(Beginning of Input material)

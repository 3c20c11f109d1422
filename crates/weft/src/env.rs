//! Lexical environments: the parent-pointer scope chain used for both
//! variable resolution and `self` dispatch (spec §3.2, §4.6).
//!
//! Grounded on `ouros::namespace::Namespace` for the parent-chain-plus-
//! `self`-slot shape, rewired from slot-indexed to name-keyed bindings and
//! made `Arc<Mutex<_>>`-backed so a `parallel` block can hand each spawned
//! thread a handle into the same chain (see DESIGN.md, "Arc over Rc").

use std::sync::{Arc, Mutex};

use ahash::AHashMap;

use crate::value::Value;

struct EnvironmentInner {
    parent: Option<EnvHandle>,
    bindings: AHashMap<String, Value>,
    /// Names bound as function parameters in *this* scope. Assignment to a
    /// parameter name always rebinds locally even if an ancestor scope also
    /// has a binding of that name (spec §3.2).
    params: std::collections::HashSet<String>,
    self_value: Option<Value>,
    /// Set on the scope a `parallel` task body runs in (spec §4.6). While
    /// set, an assignment to a name that isn't already bound in *this*
    /// scope or marked as a parameter here never walks up to mutate an
    /// ancestor: it always creates a fresh local binding, so sibling tasks
    /// and the parent scope never observe each other's writes.
    parallel_context: bool,
}

/// A reference-counted handle to a scope. Cloning an `EnvHandle` is cheap
/// and shares the same underlying bindings.
#[derive(Clone)]
pub struct EnvHandle(Arc<Mutex<EnvironmentInner>>);

impl EnvHandle {
    #[must_use]
    pub fn root() -> Self {
        Self(Arc::new(Mutex::new(EnvironmentInner {
            parent: None,
            bindings: AHashMap::new(),
            params: std::collections::HashSet::new(),
            self_value: None,
            parallel_context: false,
        })))
    }

    /// A fresh child scope, e.g. a block body or a loop iteration.
    #[must_use]
    pub fn child(&self) -> Self {
        Self(Arc::new(Mutex::new(EnvironmentInner {
            parent: Some(self.clone()),
            bindings: AHashMap::new(),
            params: std::collections::HashSet::new(),
            self_value: None,
            parallel_context: false,
        })))
    }

    /// A child scope marked as a `parallel` task body (spec §4.6).
    #[must_use]
    pub fn child_parallel(&self) -> Self {
        let env = self.child();
        env.0.lock().unwrap().parallel_context = true;
        env
    }

    pub fn mark_param(&self, name: &str) {
        self.0.lock().unwrap().params.insert(name.to_string());
    }

    /// Whether `name` is parameter-marked in *this* scope specifically,
    /// ignoring ancestors (spec §4.3.1: a local `var` declaration must not
    /// shadow a parameter of the enclosing call).
    #[must_use]
    pub fn is_param_here(&self, name: &str) -> bool {
        self.0.lock().unwrap().params.contains(name)
    }

    /// Binds `name` in *this* scope, shadowing any ancestor binding.
    pub fn define(&self, name: impl Into<String>, value: Value) {
        self.0.lock().unwrap().bindings.insert(name.into(), value);
    }

    pub fn set_self(&self, value: Value) {
        self.0.lock().unwrap().self_value = Some(value);
    }

    /// The nearest enclosing `self` binding, if any (methods walk up through
    /// block/loop scopes to find the one their containing function set).
    #[must_use]
    pub fn resolve_self(&self) -> Option<Value> {
        let inner = self.0.lock().unwrap();
        if let Some(v) = &inner.self_value {
            return Some(v.clone());
        }
        inner.parent.as_ref().and_then(EnvHandle::resolve_self)
    }

    /// Name resolution: `self.<name>` field lookup takes precedence when a
    /// `self` object has a matching field, otherwise the scope chain is
    /// walked outward (spec §3.2 point 3).
    #[must_use]
    pub fn get(&self, name: &str) -> Option<Value> {
        if let Some(Value::Object(obj)) = self.resolve_self() {
            if let Some(v) = obj.lock().unwrap().get(name) {
                return Some(v.clone());
            }
        }
        self.get_lexical(name)
    }

    /// Scope-chain lookup only, ignoring `self` fields. Used by the
    /// assignment path, which must distinguish "no such variable anywhere"
    /// from "only reachable through `self`" (spec §4.6).
    #[must_use]
    pub fn get_lexical(&self, name: &str) -> Option<Value> {
        let inner = self.0.lock().unwrap();
        if let Some(v) = inner.bindings.get(name) {
            return Some(v.clone());
        }
        inner.parent.as_ref().and_then(|p| p.get_lexical(name))
    }

    /// Assignment (spec §3.2, §4.6):
    ///
    /// - If `name` is bound in this scope (directly or as a parameter),
    ///   update it here.
    /// - Otherwise, if this scope is a `parallel` task body, create the
    ///   binding *locally* rather than walking to the parent — this is what
    ///   isolates sibling tasks from each other's writes.
    /// - Otherwise, walk to the nearest ancestor scope that already has the
    ///   binding and update it there.
    /// - If no ancestor has it either, create it in the current scope (a
    ///   bare assignment to a previously-unbound name defines it locally,
    ///   per spec §3.2).
    pub fn assign(&self, name: &str, value: Value) {
        let (has_local, is_parallel) = {
            let inner = self.0.lock().unwrap();
            (inner.bindings.contains_key(name) || inner.params.contains(name), inner.parallel_context)
        };
        if has_local {
            self.0.lock().unwrap().bindings.insert(name.to_string(), value);
            return;
        }
        if is_parallel {
            self.0.lock().unwrap().bindings.insert(name.to_string(), value);
            return;
        }
        if self.assign_existing_ancestor(name, value.clone()) {
            return;
        }
        self.0.lock().unwrap().bindings.insert(name.to_string(), value);
    }

    fn assign_existing_ancestor(&self, name: &str, value: Value) -> bool {
        let parent = self.0.lock().unwrap().parent.clone();
        match parent {
            Some(p) => {
                let has = {
                    let inner = p.0.lock().unwrap();
                    inner.bindings.contains_key(name) || inner.params.contains(name)
                };
                if has {
                    p.0.lock().unwrap().bindings.insert(name.to_string(), value);
                    true
                } else if p.0.lock().unwrap().parallel_context {
                    false
                } else {
                    p.assign_existing_ancestor(name, value)
                }
            }
            None => false,
        }
    }
}

#[cfg(test)]
mod tests {
    use super::*;

    #[test]
    fn bare_assignment_creates_local_binding() {
        let root = EnvHandle::root();
        let child = root.child();
        child.assign("x", Value::Number(1.0));
        assert!(root.get("x").is_none());
        assert_eq!(child.get("x").map(|v| v.is_truthy()), Some(true));
    }

    #[test]
    fn assignment_updates_existing_ancestor() {
        let root = EnvHandle::root();
        root.define("x", Value::Number(1.0));
        let child = root.child();
        child.assign("x", Value::Number(2.0));
        if let Some(Value::Number(n)) = root.get("x") {
            assert_eq!(n, 2.0);
        } else {
            panic!("expected updated number");
        }
    }

    #[test]
    fn parallel_context_isolates_writes_to_unknown_names() {
        let root = EnvHandle::root();
        let task = root.child_parallel();
        task.assign("y", Value::Number(5.0));
        assert!(root.get("y").is_none());
        assert!(task.get("y").is_some());
    }

    #[test]
    fn parallel_context_isolates_writes_even_to_an_already_bound_ancestor() {
        let root = EnvHandle::root();
        root.define("y", Value::Number(1.0));
        let task = root.child_parallel();
        task.assign("y", Value::Number(9.0));
        if let Some(Value::Number(n)) = root.get("y") {
            assert_eq!(n, 1.0, "a parallel task must never mutate an ancestor's binding");
        } else {
            panic!("root binding should still exist");
        }
        if let Some(Value::Number(n)) = task.get("y") {
            assert_eq!(n, 9.0);
        } else {
            panic!("expected the task's own redirected binding");
        }
    }

    #[test]
    fn self_field_takes_precedence_over_lexical_binding() {
        let root = EnvHandle::root();
        root.define("name", Value::string("lexical"));
        let mut fields = indexmap::IndexMap::new();
        fields.insert("name".to_string(), Value::string("field"));
        root.set_self(Value::object(fields));
        match root.get("name") {
            Some(Value::String(s)) => assert_eq!(&*s, "field"),
            _ => panic!("expected self field"),
        }
    }
}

(End of Input material)

Output the entire listing above exactly, keeping each line as it is.

repository 3c20c11f109d1422
filename crates/weft/src/env.rs
//! Lexical environments: the parent-pointer scope chain used for both
//! variable resolution and `self` dispatch (spec §3.2, §4.6).
//!
//! Grounded on `ouros::namespace::Namespace` for the parent-chain-plus-
//! `self`-slot shape, rewired from slot-indexed to name-keyed bindings and
//! made `Arc<Mutex<_>>`-backed so a `parallel` block can hand each spawned
//! thread a handle into the same chain (see DESIGN.md, "Arc over Rc").

use std::sync::{Arc, Mutex};

use ahash::AHashMap;

use crate::value::Value;

struct EnvironmentInner {
    parent: Option<EnvHandle>,
    bindings: AHashMap<String, Value>,
    /// Names bound as function parameters in *this* scope. Assignment to a
    /// parameter name always rebinds locally even if an ancestor scope also
    /// has a binding of that name (spec §3.2).
    params: std::collections::HashSet<String>,
    self_value: Option<Value>,
    /// Set on the scope a `parallel` task body runs in (spec §4.6). While
    /// set, an assignment to a name that isn't already bound in *this*
    /// scope or marked as a parameter here never walks up to mutate an
    /// ancestor: it always creates a fresh local binding, so sibling tasks
    /// and the parent scope never observe each other's writes.
    parallel_context: bool,
}

/// A reference-counted handle to a scope. Cloning an `EnvHandle` is cheap
/// and shares the same underlying bindings.
#[derive(Clone)]
pub struct EnvHandle(Arc<Mutex<EnvironmentInner>>);

impl EnvHandle {
    #[must_use]
    pub fn root() -> Self {
        Self(Arc::new(Mutex::new(EnvironmentInner {
            parent: None,
            bindings: AHashMap::new(),
            params: std::collections::HashSet::new(),
            self_value: None,
            parallel_context: false,
        })))
    }

    /// A fresh child scope, e.g. a block body or a loop iteration.
    #[must_use]
    pub fn child(&self) -> Self {
        Self(Arc::new(Mutex::new(EnvironmentInner {
            parent: Some(self.clone()),
            bindings: AHashMap::new(),
            params: std::collections::HashSet::new(),
            self_value: None,
            parallel_context: false,
        })))
    }

    /// A child scope marked as a `parallel` task body (spec §4.6).
    #[must_use]
    pub fn child_parallel(&self) -> Self {
        let env = self.child();
        env.0.lock().unwrap().parallel_context = true;
        env
    }

    pub fn mark_param(&self, name: &str) {
        self.0.lock().unwrap().params.insert(name.to_string());
    }

    /// Whether `name` is parameter-marked in *this* scope specifically,
    /// ignoring ancestors (spec §4.3.1: a local `var` declaration must not
    /// shadow a parameter of the enclosing call).
    #[must_use]
    pub fn is_param_here(&self, name: &str) -> bool {
        self.0.lock().unwrap().params.contains(name)
    }

    /// Binds `name` in *this* scope, shadowing any ancestor binding.
    pub fn define(&self, name: impl Into<String>, value: Value) {
        self.0.lock().unwrap().bindings.insert(name.into(), value);
    }

    pub fn set_self(&self, value: Value) {
        self.0.lock().unwrap().self_value = Some(value);
    }

    /// The nearest enclosing `self` binding, if any (methods walk up through
    /// block/loop scopes to find the one their containing function set).
    #[must_use]
    pub fn resolve_self(&self) -> Option<Value> {
        let inner = self.0.lock().unwrap();
        if let Some(v) = &inner.self_value {
            return Some(v.clone());
        }
        inner.parent.as_ref().and_then(EnvHandle::resolve_self)
    }

    /// Name resolution: `self.<name>` field lookup takes precedence when a
    /// `self` object has a matching field, otherwise the scope chain is
    /// walked outward (spec §3.2 point 3).
    #[must_use]
    pub fn get(&self, name: &str) -> Option<Value> {
        if let Some(Value::Object(obj)) = self.resolve_self() {
            if let Some(v) = obj.lock().unwrap().get(name) {
                return Some(v.clone());
            }
        }
        self.get_lexical(name)
    }

    /// Scope-chain lookup only, ignoring `self` fields. Used by the
    /// assignment path, which must distinguish "no such variable anywhere"
    /// from "only reachable through `self`" (spec §4.6).
    #[must_use]
    pub fn get_lexical(&self, name: &str) -> Option<Value> {
        let inner = self.0.lock().unwrap();
        if let Some(v) = inner.bindings.get(name) {
            return Some(v.clone());
        }
        inner.parent.as_ref().and_then(|p| p.get_lexical(name))
    }

    /// Assignment (spec §3.2, §4.6):
    ///
    /// - If `name` is bound in this scope (directly or as a parameter),
    ///   update it here.
    /// - Otherwise, if this scope is a `parallel` task body, create the
    ///   binding *locally* rather than walking to the parent — this is what
    ///   isolates sibling tasks from each other's writes.
    /// - Otherwise, walk to the nearest ancestor scope that already has the
    ///   binding and update it there.
    /// - If no ancestor has it either, create it in the current scope (a
    ///   bare assignment to a previously-unbound name defines it locally,
    ///   per spec §3.2).
    pub fn assign(&self, name: &str, value: Value) {
        let (has_local, is_parallel) = {
            let inner = self.0.lock().unwrap();
            (inner.bindings.contains_key(name) || inner.params.contains(name), inner.parallel_context)
        };
        if has_local {
            self.0.lock().unwrap().bindings.insert(name.to_string(), value);
            return;
        }
        if is_parallel {
            self.0.lock().unwrap().bindings.insert(name.to_string(), value);
            return;
        }
        if self.assign_existing_ancestor(name, value.clone()) {
            return;
        }
        self.0.lock().unwrap().bindings.insert(name.to_string(), value);
    }

    fn assign_existing_ancestor(&self, name: &str, value: Value) -> bool {
        let parent = self.0.lock().unwrap().parent.clone();
        match parent {
            Some(p) => {
                let has = {
                    let inner = p.0.lock().unwrap();
                    inner.bindings.contains_key(name) || inner.params.contains(name)
                };
                if has {
                    p.0.lock().unwrap().bindings.insert(name.to_string(), value);
                    true
                } else if p.0.lock().unwrap().parallel_context {
                    false
                } else {
                    p.assign_existing_ancestor(name, value)
                }
            }
            None => false,
        }
    }
}

#[cfg(test)]
mod tests {
    use super::*;

    #[test]
    fn bare_assignment_creates_local_binding() {
        let root = EnvHandle::root();
        let child = root.child();
        child.assign("x", Value::Number(1.0));
        assert!(root.get("x").is_none());
        assert_eq!(child.get("x").map(|v| v.is_truthy()), Some(true));
    }

    #[test]
    fn assignment_updates_existing_ancestor() {
        let root = EnvHandle::root();
        root.define("x", Value::Number(1.0));
        let child = root.child();
        child.assign("x", Value::Number(2.0));
        if let Some(Value::Number(n)) = root.get("x") {
            assert_eq!(n, 2.0);
        } else {
            panic!("expected updated number");
        }
    }

    #[test]
    fn parallel_context_isolates_writes_to_unknown_names() {
        let root = EnvHandle::root();
        let task = root.child_parallel();
        task.assign("y", Value::Number(5.0));
        assert!(root.get("y").is_none());
        assert!(task.get("y").is_some());
    }

    #[test]
    fn parallel_context_isolates_writes_even_to_an_already_bound_ancestor() {
        let root = EnvHandle::root();
        root.define("y", Value::Number(1.0));
        let task = root.child_parallel();
        task.assign("y", Value::Number(9.0));
        if let Some(Value::Number(n)) = root.get("y") {
            assert_eq!(n, 1.0, "a parallel task must never mutate an ancestor's binding");
        } else {
            panic!("root binding should still exist");
        }
        if let Some(Value::Number(n)) = task.get("y") {
            assert_eq!(n, 9.0);
        } else {
            panic!("expected the task's own redirected binding");
        }
    }

    #[test]
    fn self_field_takes_precedence_over_lexical_binding() {
        let root = EnvHandle::root();
        root.define("name", Value::string("lexical"));
        let mut fields = indexmap::IndexMap::new();
        fields.insert("name".to_string(), Value::string("field"));
        root.set_self(Value::object(fields));
        match root.get("name") {
            Some(Value::String(s)) => assert_eq!(&*s, "field"),
            _ => panic!("expected self field"),
        }
    }
}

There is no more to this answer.